(Saved data entries)
const PLAYER_WIDTH: f64 = 8.0;
const PLAYER_HEIGHT: f64 = 6.0;
const PLAYER_Y: f64 = SCREEN_HEIGHT - 40.0;
const ALIEN_WIDTH: f64 = 6.0;
const ALIEN_HEIGHT: f64 = 6.0;
const ALIEN_PITCH_X: f64 = 12.0;
const ALIEN_PITCH_Y: f64 = 10.0;
const BULLET_WIDTH: i32 = 2;
const BULLET_HEIGHT: i32 = 4;

pub const ALIEN_ROWS: usize = 5;
pub const ALIEN_COLS: usize = 11;
const FORMATION_START: (f64, f64) = (10.0, 40.0);
const FORMATION_MARGIN: f64 = 10.0;
// height used to decide the formation has reached the player
const FORMATION_DEPTH: f64 = ALIEN_ROWS as f64 * 8.0;

const MAX_PLAYER_BULLETS: usize = 3;
const ALIEN_MOVE_PERIOD: usize = 10;
const ALIEN_FIRE_PERIOD: usize = 60;
const ALIEN_FIRE_PROB: f64 = 0.3;

const HIT_PENALTY: f64 = 50.0;
const WAVE_BONUS: f64 = 100.0;
const ROW_POINTS: [usize; ALIEN_ROWS] = [30, 20, 20, 10, 10];
const ROW_COLORS: [Rgb; ALIEN_ROWS] = [MAGENTA, CYAN, YELLOW, GREEN, RED];

const ALIEN_SPRITE: [&str; 6] = [
    ".#..#.",
    "..##..",
    ".####.",
    "##..##",
    "######",
    ".#..#.",
];
const PLAYER_SPRITE: [&str; 6] = [
    "...##...",
    "..####..",
    "..####..",
    ".######.",
    "########",
    "########",
];

#[derive(Config)]
pub struct SpaceInvadersConfig {
    #[config(default = 3)]
    pub lives: usize,
    #[config(default = "MAX_ARCADE_STEPS")]
    pub max_steps: usize,
    pub seed: Option<u64>,
}

impl SpaceInvadersConfig {
    pub fn init(&self) -> Result<SpaceInvadersEnv> {
        let mut env = SpaceInvadersEnv {
            player_x: 0.0,
            player_bullets: Vec::new(),
            alien_bullets: Vec::new(),
            aliens: [[true; ALIEN_COLS]; ALIEN_ROWS],
            formation_x: FORMATION_START.0,
            formation_y: FORMATION_START.1,
            moving_right: true,
            score: 0,
            lives: self.lives,
            steps: 0,
            frame: 0,
            steps_beyond_done: None,
            start_lives: self.lives,
            max_steps: self.max_steps,
            screen: Framebuffer::new(),
            rng: seeded_rng(self.seed),
            action_space: Discrete::new(6)?.into(),
            observation_space: screen_space()?,
        };
        env.reset();

        Ok(env)
    }
}

#[derive(Debug, Clone, Copy, PartialEq)]
struct Bullet {
    x: f64,
    y: f64,
}

/// A cannon at the bottom of the screen against a marching 5x11 formation.
/// Clearing a wave respawns it at the top with a bonus.
#[derive(Debug, Clone)]
pub struct SpaceInvadersEnv {
    player_x: f64,
    player_bullets: Vec<Bullet>,
    alien_bullets: Vec<Bullet>,
    aliens: [[bool; ALIEN_COLS]; ALIEN_ROWS],
    formation_x: f64,
    formation_y: f64,
    moving_right: bool,
    score: usize,
    lives: usize,
    steps: usize,
    frame: usize,
    steps_beyond_done: Option<usize>,

    start_lives: usize,
    max_steps: usize,

    screen: Framebuffer,
    rng: StdRng,
    action_space: Space,
    observation_space: Space,
}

## Work task
Look through the records above and please copy every line in which the string "bool" occurs.

## Solution to this exercise
    aliens: [[bool; ALIEN_COLS]; ALIEN_ROWS],
    moving_right: bool,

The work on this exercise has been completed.